Git Product home page Git Product logo

find_my_plot's Introduction

Physics-Project

Group 17a's repository for the group project.

The following is the full process in which the data processing team converted the data provided in directories into a fully embeded vector database. Ready for vector searches to be run on it.

Paper Data Extraction

The first part of the code extracts the necessary information, from the directories of paper files. This is done using the following python script: get-mentions.py which is part of the data scraping algorthm of the github. This script takes in the directory of the papers of each experiment such as ATLAS or CMS. It then ouptuts the generated data in a file location of your choice. The format should be of the following format:

    {

    "name": "Figure 1",
    "mentions": [
        "Figure 1(a) shows the local \\(p\\)-value as a function of \\(m_{X}\\) for a narrow resonance that decays into a pair of SM Higgs bosons whose decay branching ratios are predicted under \\(m_{h}=125\\,\\mathrm{GeV}\\)",
        "Figure 1(b) shows the upper limits at the 95% confidence level (CL) on the resonant \\(hh\\) production cross section as a function of \\(m_{X}\\), assuming that \\(h\\) is the SM Higgs boson",
        "Figure 1: (a) Local \\(p\\)-value and (b) observed and expected upper limits at the 95% CL on the resonant Higgs boson pair production cross section as a function of the resonance mass \\(m_{X}\\)"
    ],
    "atlusUrl": "https://cds.cern.ch/record/2882365",
    "paper": "CDS_Record_2882365",
    "paperName": "Combination of searches for resonant Higgs boson pair production using $pp$ collisions at $\\sqrt{s}=13$ TeV with the ATLAS detector"
},

This should therefore extract the name of each figure, its caption and mentions under the heading mentions, the atlas url, which will indicate the paper from which this image came from. Then the CDS_Record name of the paper and the actual scientific paper name from which the image was sourced.

Image URL extraction

The next scripts are individually tailored to each experiments format in which the image meta data files were formated. Essentially the code works by looking at the paper directory, then opening each meta data file, finding the url. This leads to an html page on which there should normally be a link leading to the page particular which contains the locations of all the images within that paper. In some cases the image urls are embedded on the initial page without needing to go to another html link. The python scripts for this process are found in the image scraping folder on the github repository they are called: ATLAS CONFERENCE NOTES URL EXTRACTION.py, ATLAS IMAGE URL EXTRACTION.py and CMS URL Extraction.py. This should give an output of this :

{
    "name": ".thumb_fig_01.png",
    "url": "https://atlas.web.cern.ch/Atlas/GROUPS/PHYSICS/PAPERS/SOFT-2010-01///.thumb_fig_01.png"
},
{
    "name": ".thumb_fig_02.png",
    "url": "https://atlas.web.cern.ch/Atlas/GROUPS/PHYSICS/PAPERS/SOFT-2010-01///.thumb_fig_02.png"
},
{
    "name": ".thumb_fig_03.png",
    "url": "https://atlas.web.cern.ch/Atlas/GROUPS/PHYSICS/PAPERS/SOFT-2010-01///.thumb_fig_03.png"
}

The code takes in the paper directory and returns a directory of JSON files each named after the paper from which the images were extracted.

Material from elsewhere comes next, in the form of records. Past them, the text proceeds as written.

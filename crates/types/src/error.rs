//! Error types for the voter registry using snafu.
//!
//! Every failed call has zero side effects and reports its kind directly to
//! the caller. There is no retry logic inside the registry, no recovery,
//! and no failure is fatal to the hosting process: each [`RegistryError`]
//! variant maps to an [`ErrorCode`] with a unique numeric identifier,
//! retryability classification, and suggested recovery action.

use core::fmt;

use snafu::Snafu;

use crate::types::{Identity, VoterId, VoterStatus};

/// Unified result type for registry operations.
pub type Result<T, E = RegistryError> = std::result::Result<T, E>;

/// Machine-readable error codes for programmatic error handling.
///
/// Each [`RegistryError`] variant maps to a unique numeric code. Codes are
/// organized into ranges:
///
/// | Range     | Domain          | Examples                                |
/// |-----------|-----------------|-----------------------------------------|
/// | 1000–1099 | Access control  | Missing role, rejected identity value   |
/// | 1100–1199 | Availability    | Global pause                            |
/// | 2000–2099 | Lifecycle       | Duplicate/missing record, bad transition|
/// | 3000–3099 | Allocator       | Non-increasing reset, unknown id        |
/// | 3100–3199 | Call surface    | Batch bound violation                   |
///
/// Codes are transmitted as the string representation of their numeric value
/// (e.g., `"1000"`) wherever a host surfaces them to external callers. Use
/// [`ErrorCode::as_u16`] for serialization and [`ErrorCode::from_u16`] for
/// deserialization.
#[derive(Debug, Clone, Copy, PartialEq, Eq, Hash)]
#[repr(u16)]
pub enum ErrorCode {
    // --- Access control (1000–1099) ---
    /// Caller lacks the role the operation requires.
    NotAuthorized = 1000,
    /// Empty identity rejected as an admin/official value.
    ZeroIdentity = 1001,
    /// Identity value rejected for a reason other than emptiness
    /// (e.g., admin self-transfer).
    InvalidTarget = 1002,

    // --- Availability (1100–1199) ---
    /// System-wide halt is in effect.
    Paused = 1100,

    // --- Lifecycle (2000–2099) ---
    /// Identity already has a record.
    AlreadyRegistered = 2000,
    /// Operation targets an identity with no record.
    NotRegistered = 2001,
    /// Requested transition is illegal from the current status.
    InvalidStatus = 2002,

    // --- Allocator (3000–3099) ---
    /// Counter reset not strictly increasing, or id lookup miss.
    InvalidId = 3000,

    // --- Call surface (3100–3199) ---
    /// Batch exceeds the configured element bound.
    BatchLimitExceeded = 3100,
}

impl ErrorCode {
    /// Returns the numeric code value.
    #[must_use]
    pub const fn as_u16(self) -> u16 {
        self as u16
    }

    /// Converts a numeric code to an `ErrorCode`, returning `None` for
    /// unknown values.
    #[must_use]
    pub fn from_u16(code: u16) -> Option<Self> {
        match code {
            1000 => Some(Self::NotAuthorized),
            1001 => Some(Self::ZeroIdentity),
            1002 => Some(Self::InvalidTarget),
            1100 => Some(Self::Paused),
            2000 => Some(Self::AlreadyRegistered),
            2001 => Some(Self::NotRegistered),
            2002 => Some(Self::InvalidStatus),
            3000 => Some(Self::InvalidId),
            3100 => Some(Self::BatchLimitExceeded),
            _ => None,
        }
    }

    /// Whether this error is retryable.
    ///
    /// Only [`ErrorCode::Paused`] may succeed on a later attempt without any
    /// corrective action, since once the admin unpauses, prior behavior is
    /// restored exactly. Every other kind requires a state or request change
    /// before retrying.
    #[must_use]
    pub const fn is_retryable(self) -> bool {
        matches!(self, Self::Paused)
    }

    /// Suggested recovery action for this error code.
    ///
    /// Returns a human-readable string describing what the caller should do.
    /// This guidance is stable and safe to display in UIs or operator logs.
    #[must_use]
    pub const fn suggested_action(self) -> &'static str {
        match self {
            Self::NotAuthorized => {
                "Submit the call from the admin or a delegated official, or ask the admin to delegate the caller."
            },
            Self::ZeroIdentity => "Supply a non-empty identity for the admin or official target.",
            Self::InvalidTarget => {
                "Choose a different target identity. Admin transfer to the caller itself is rejected."
            },
            Self::Paused => "Wait for the admin to unpause the registry, then resubmit unchanged.",
            Self::AlreadyRegistered => {
                "Not an error for the original registration. Use update_metadata to change the stored digest."
            },
            Self::NotRegistered => "Register the identity first, then retry the operation.",
            Self::InvalidStatus => {
                "Re-read the record's current status. Approval requires pending; revocation requires a non-revoked record."
            },
            Self::InvalidId => {
                "For resets, choose a value strictly greater than the current counter. For lookups, verify the id was ever assigned."
            },
            Self::BatchLimitExceeded => "Split the batch into chunks within the configured bound.",
        }
    }
}

impl fmt::Display for ErrorCode {
    fn fmt(&self, f: &mut fmt::Formatter<'_>) -> fmt::Result {
        write!(f, "{}", self.as_u16())
    }
}

/// Top-level error type for registry operations.
///
/// # Recovery Guide
///
/// | Variant              | Retryable | Recovery Action                                |
/// | -------------------- | --------- | ---------------------------------------------- |
/// | `NotAuthorized`      | No        | Call as admin/official, or get delegated       |
/// | `ZeroIdentity`       | No        | Supply a non-empty identity                    |
/// | `InvalidTarget`      | No        | Pick a target other than the caller            |
/// | `Paused`             | Yes       | Wait for unpause; resubmit unchanged           |
/// | `AlreadyRegistered`  | No        | Original record stands; update metadata instead|
/// | `NotRegistered`      | No        | Register first                                 |
/// | `InvalidStatus`      | No        | Re-read status; transition is one-directional  |
/// | `InvalidId`          | No        | Reset forward-only; verify id was assigned     |
/// | `UnknownId`          | No        | Verify id was assigned                         |
/// | `BatchLimitExceeded` | No        | Chunk the batch                                |
#[derive(Debug, Clone, PartialEq, Eq, Snafu)]
#[snafu(visibility(pub))]
pub enum RegistryError {
    /// Caller lacks the role the operation requires.
    #[snafu(display("caller {caller} lacks the required role"))]
    NotAuthorized {
        /// The rejected caller.
        caller: Identity,
    },

    /// Empty identity rejected as an admin/official value.
    ///
    /// An empty identity can never hold administrative control.
    #[snafu(display("empty identity rejected"))]
    ZeroIdentity,

    /// Identity value rejected for a reason other than emptiness.
    #[snafu(display("invalid target identity: {reason}"))]
    InvalidTarget {
        /// Why the target was rejected.
        reason: String,
    },

    /// System-wide halt is in effect; all non-admin mutations fail.
    #[snafu(display("registry is paused"))]
    Paused,

    /// Identity already has a record. The first record stands unmodified.
    #[snafu(display("{voter} is already registered"))]
    AlreadyRegistered {
        /// The duplicate registrant.
        voter: Identity,
    },

    /// Operation targets an identity with no record.
    #[snafu(display("{voter} is not registered"))]
    NotRegistered {
        /// The unknown identity.
        voter: Identity,
    },

    /// Requested transition is illegal from the record's current status.
    #[snafu(display("illegal transition for {voter}: status is {status}"))]
    InvalidStatus {
        /// The targeted registrant.
        voter: Identity,
        /// The record's current status.
        status: VoterStatus,
    },

    /// Counter reset value is not strictly greater than the current counter.
    #[snafu(display("next-id reset to {requested} rejected: counter is at {current}"))]
    InvalidId {
        /// The current counter value.
        current: VoterId,
        /// The rejected reset value.
        requested: VoterId,
    },

    /// No record carries the looked-up id.
    ///
    /// Same kind as [`RegistryError::InvalidId`] on the wire
    /// ([`ErrorCode::InvalidId`]); kept a separate variant so lookups carry
    /// the missing id rather than counter context.
    #[snafu(display("no voter registered under {id}"))]
    UnknownId {
        /// The id with no assignment.
        id: VoterId,
    },

    /// Batch exceeds the configured element bound.
    #[snafu(display("batch of {len} exceeds the bound of {max}"))]
    BatchLimitExceeded {
        /// Submitted batch length.
        len: usize,
        /// Configured bound.
        max: usize,
    },
}

impl RegistryError {
    /// Returns the machine-readable error code for this error.
    #[must_use]
    pub const fn code(&self) -> ErrorCode {
        match self {
            Self::NotAuthorized { .. } => ErrorCode::NotAuthorized,
            Self::ZeroIdentity => ErrorCode::ZeroIdentity,
            Self::InvalidTarget { .. } => ErrorCode::InvalidTarget,
            Self::Paused => ErrorCode::Paused,
            Self::AlreadyRegistered { .. } => ErrorCode::AlreadyRegistered,
            Self::NotRegistered { .. } => ErrorCode::NotRegistered,
            Self::InvalidStatus { .. } => ErrorCode::InvalidStatus,
            Self::InvalidId { .. } | Self::UnknownId { .. } => ErrorCode::InvalidId,
            Self::BatchLimitExceeded { .. } => ErrorCode::BatchLimitExceeded,
        }
    }

    /// Whether this error is retryable. Delegates to
    /// [`ErrorCode::is_retryable`] for consistency with the wire format.
    #[must_use]
    pub const fn is_retryable(&self) -> bool {
        self.code().is_retryable()
    }

    /// Suggested recovery action. Delegates to
    /// [`ErrorCode::suggested_action`].
    #[must_use]
    pub const fn suggested_action(&self) -> &'static str {
        self.code().suggested_action()
    }
}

Image URL merging with paper data

The following section takes the image url directory for each paper set as well as the output paper data for each section and merges them to the correct image entries. The code for this is once again available on the github repository under the folder merge: ATLAS CONFERENCE MERGE.py, ATLAS MERGE.py, CMS MERGE.py. This will output something of this format :

{

    "name": "Figure 1",
    "mentions": [
        "Figure 1(a) shows the local \\(p\\)-value as a function of \\(m_{X}\\) for a narrow resonance that decays into a pair of SM Higgs bosons whose decay branching ratios are predicted under \\(m_{h}=125\\,\\mathrm{GeV}\\)",
        "Figure 1(b) shows the upper limits at the 95% confidence level (CL) on the resonant \\(hh\\) production cross section as a function of \\(m_{X}\\), assuming that \\(h\\) is the SM Higgs boson",
        "Figure 1: (a) Local \\(p\\)-value and (b) observed and expected upper limits at the 95% CL on the resonant Higgs boson pair production cross section as a function of the resonance mass \\(m_{X}\\)"
    ],
    "atlusUrl": "https://cds.cern.ch/record/2882365",
    "paper": "CDS_Record_2882365",
    "paperName": "Combination of searches for resonant Higgs boson pair production using $pp$ collisions at $\\sqrt{s}=13$ TeV with the ATLAS detector",
    "imageUrls": [
        "https://atlas.web.cern.ch/Atlas/GROUPS/PHYSICS/PAPERS/HDBS-2023-17///.thumb_fig_01a.png",
        "https://atlas.web.cern.ch/Atlas/GROUPS/PHYSICS/PAPERS/HDBS-2023-17///.thumb_fig_01b.png"
    ]
}

Merging the JSON databases

The following code will merge however many JSON databases you have produced, currently it is set to 3 JSON files and merging them into 1 put it can be easily adapted. This code is found in the first section of the Combining and clearing code.py python script.

Embedding the database

The following code will embed the database with vectors so that the vector search can be run on it. The code for this is called Embedding.py. Having run this the database should have the following output format.

 {
    "name": "Figure 1",
    "mentions": [
        "Figure 1(a) shows the local \\(p\\)-value as a function of \\(m_{X}\\) for a narrow resonance that decays into a pair of SM Higgs bosons whose decay branching ratios are predicted under \\(m_{h}=125\\,\\mathrm{GeV}\\)",
        "Figure 1(b) shows the upper limits at the 95% confidence level (CL) on the resonant \\(hh\\) production cross section as a function of \\(m_{X}\\), assuming that \\(h\\) is the SM Higgs boson",
        "Figure 1: (a) Local \\(p\\)-value and (b) observed and expected upper limits at the 95% CL on the resonant Higgs boson pair production cross section as a function of the resonance mass \\(m_{X}\\)"
    ],
    "atlusUrl": "https://cds.cern.ch/record/2882365",
    "paper": "CDS_Record_2882365",
    "paperName": "Combination of searches for resonant Higgs boson pair production using $pp$ collisions at $\\sqrt{s}=13$ TeV with the ATLAS detector",
    "imageUrls": [
        "https://atlas.web.cern.ch/Atlas/GROUPS/PHYSICS/PAPERS/HDBS-2023-17///.thumb_fig_01a.png",
        "https://atlas.web.cern.ch/Atlas/GROUPS/PHYSICS/PAPERS/HDBS-2023-17///.thumb_fig_01b.png"
    ],
    "embedded vector": [
        -0.09764965623617172,
        0.052059356123209,
        0.0385596826672554,
        ....
    ]
}

Cleaning up the database

This code cleans up the database for any sections in which the url entries were found to be empty due to missing images not being available on the corresponding websites. This code is the second part of the Combining and clearing code.py python script.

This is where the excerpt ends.